Perhaps it is a matter of cultural pride, but there are some who do look down on bananas as being “fake” Chinese. Knowledge of the language is a purity test of sorts: “If you can’t speak it, you’re not it.”
Sadly, even if you embraced literally every other part of Chinese culture, you are not likely to gain respect from these people.
The worst part is when you actually try to speak it, only to be openly mocked for your mispronunciations and poor grammar. Sigh.
3. Fewer career options
There have been debates of late about the ethicality of job openings that are limited to Chinese-literate applicants.
Regardless of one’s stance, it can’t be denied that not knowing the language can lead to closed doors.
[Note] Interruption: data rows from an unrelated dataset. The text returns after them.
/// Extractors whose rejections render as the response envelope
///
/// Thin wrappers over axum's `Json`, `Query` and `Path`. A malformed body,
/// query string or path parameter becomes an [`ApiError::BadRequest`]
/// instead of axum's plain-text rejection.
///
/// [`ApiError::BadRequest`]: crate::error::ApiError::BadRequest

use axum::extract::{FromRequest, FromRequestParts};

use crate::error::ApiError;

#[derive(Debug, FromRequest)]
#[from_request(via(axum::Json), rejection(ApiError))]
pub struct ApiJson<T>(pub T);

#[derive(Debug, FromRequestParts)]
#[from_request(via(axum::extract::Query), rejection(ApiError))]
pub struct ApiQuery<T>(pub T);

#[derive(Debug, FromRequestParts)]
#[from_request(via(axum::extract::Path), rejection(ApiError))]
pub struct ApiPath<T>(pub T);
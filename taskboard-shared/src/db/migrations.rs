/// Embedded schema migrations
///
/// The SQL files under `taskboard-shared/migrations/` are compiled into the
/// binary with `sqlx::migrate!` and applied at startup.
///
/// # Example
///
/// ```no_run
/// use taskboard_shared::db::migrations::{run_migrations, get_migration_status};
/// use sqlx::PgPool;
///
/// # async fn example(pool: PgPool) -> Result<(), Box<dyn std::error::Error>> {
/// run_migrations(&pool).await?;
/// let status = get_migration_status(&pool).await?;
/// println!("Applied {} migrations", status.applied_migrations);
/// # Ok(())
/// # }
/// ```

use sqlx::{migrate::MigrateDatabase, postgres::PgPool, Postgres};
use tracing::{debug, info, warn};

/// Applied-migration summary
#[derive(Debug, Clone, PartialEq, Eq, serde::Serialize)]
#[serde(rename_all = "camelCase")]
pub struct MigrationStatus {
    pub applied_migrations: usize,
    pub latest_version: Option<i64>,
}

/// Applies every pending migration
pub async fn run_migrations(pool: &PgPool) -> Result<(), sqlx::migrate::MigrateError> {
    info!("Running database migrations");

    sqlx::migrate!("./migrations").run(pool).await.map_err(|e| {
        warn!(error = %e, "Migration failed");
        e
    })?;

    info!("Database schema is up to date");
    Ok(())
}

/// Reads the `_sqlx_migrations` bookkeeping table
///
/// Reports zero applied migrations when the table does not exist yet.
pub async fn get_migration_status(pool: &PgPool) -> Result<MigrationStatus, sqlx::Error> {
    let table_exists: bool = sqlx::query_scalar(
        "SELECT EXISTS (
            SELECT FROM information_schema.tables
            WHERE table_schema = current_schema()
            AND table_name = '_sqlx_migrations'
        )",
    )
    .fetch_one(pool)
    .await?;

    if !table_exists {
        debug!("Migrations table does not exist yet");
        return Ok(MigrationStatus {
            applied_migrations: 0,
            latest_version: None,
        });
    }

    let (count, latest_version): (i64, Option<i64>) = sqlx::query_as(
        "SELECT COUNT(*), MAX(version) FROM _sqlx_migrations WHERE success = true",
    )
    .fetch_one(pool)
    .await?;

    Ok(MigrationStatus {
        applied_migrations: count as usize,
        latest_version,
    })
}

/// Creates the database named in `database_url` when it is missing
pub async fn ensure_database_exists(database_url: &str) -> Result<(), sqlx::Error> {
    if !Postgres::database_exists(database_url).await? {
        info!("Database does not exist, creating it");
        Postgres::create_database(database_url).await?;
    }

    Ok(())
}

/// Drops the database named in `database_url`
///
/// Only the integration test harness calls this, to discard its scratch
/// databases.
pub async fn drop_database(database_url: &str) -> Result<(), sqlx::Error> {
    if Postgres::database_exists(database_url).await? {
        warn!("Dropping database");
        Postgres::drop_database(database_url).await?;
    }

    Ok(())
}
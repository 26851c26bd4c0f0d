/// Liveness and health endpoints
///
/// # Endpoints
///
/// - `GET /` answers "API is running" without touching the database
/// - `GET /health` also runs `SELECT 1`
///
/// # Response
///
/// ```json
/// {
///   "success": true,
///   "statusCode": 200,
///   "message": "healthy",
///   "data": { "status": "healthy", "version": "0.1.0", "database": "connected" }
/// }
/// ```

use crate::{app::AppState, messages, response::ApiResponse};
use axum::{extract::State, http::StatusCode};
use serde::{Deserialize, Serialize};
use taskboard_shared::db::pool;
use tracing::warn;

#[derive(Debug, Serialize, Deserialize)]
pub struct HealthResponse {
    /// `healthy` or `degraded`
    pub status: String,

    pub version: String,

    /// `connected` or `disconnected`
    pub database: String,
}

pub async fn root() -> ApiResponse {
    ApiResponse::message(StatusCode::OK, messages::API_RUNNING)
}

/// Reports version and database reachability
///
/// Always 200; a database outage shows up as `degraded`.
pub async fn health_check(State(state): State<AppState>) -> ApiResponse<HealthResponse> {
    let connected = match pool::health_check(&state.db).await {
        Ok(()) => true,
        Err(e) => {
            warn!(error = %e, "Health check could not reach the database");
            false
        }
    };

    let status = if connected { "healthy" } else { "degraded" };

    ApiResponse::ok(
        status,
        HealthResponse {
            status: status.to_string(),
            version: env!("CARGO_PKG_VERSION").to_string(),
            database: if connected { "connected" } else { "disconnected" }.to_string(),
        },
    )
}
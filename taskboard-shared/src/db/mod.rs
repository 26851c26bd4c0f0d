/// Database plumbing: the connection pool and embedded migrations
///
/// - `pool`: Pool construction, `SELECT 1` health check, usage snapshot
/// - `migrations`: Applies `taskboard-shared/migrations/*.sql` at startup
///
/// ```no_run
/// use taskboard_shared::db::{migrations::run_migrations, pool::{create_pool, DatabaseConfig}};
///
/// # async fn example() -> Result<(), Box<dyn std::error::Error>> {
/// let pool = create_pool(DatabaseConfig {
///     url: std::env::var("DATABASE_URL")?,
///     max_connections: 20,
///     ..Default::default()
/// })
/// .await?;
/// run_migrations(&pool).await?;
/// # Ok(())
/// # }
/// ```

pub mod migrations;
pub mod pool;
Some employers prefer to hire polyglot workers, so illiteracy is often a disadvantage.
Even if you end up taking a job without a literacy requirement, you might end up having to pass your duties on to someone who can speak Chinese, which is hardly a good look.
4. Aversion to interaction
After one too many failed attempts at conversing with Chinese-speaking folks, some bananas end up throwing in the towel altogether.
Consequently, they might end up developing a habit of avoiding conversations with Chinese strangers, fearing that same ol’ awkward conversation all over again.
Whether it’s avoiding hawker centres, medical halls, or convenience stores, it can be quite crippling. Family gatherings, too, can pose a problem, especially if some relatives speak exclusively in Mandarin or a dialect and nothing else.
Most interactions end up being little more than forced smiles and nodding heads, with little actual conversation to be had.
5. Adapting and moving on
This all said, it is very much possible to live life in Malaysia as a banana. After all, there are many Malaysians who are more than happy to accommodate you without belittling your language skills.
In fact, you might find solidarity with those in similar situations. There are plenty of Chinese Malaysians out there whose mother tongue is not the presumed one.
Most bananas eventually pick up a smidgeon of Chinese, enough to get by basic situations such as ordering food or telling time.
Ultimately, skin colour should not be dictating what you speak on a daily basis; and knowledge (or lack) of a language should never degrade one’s value as a person.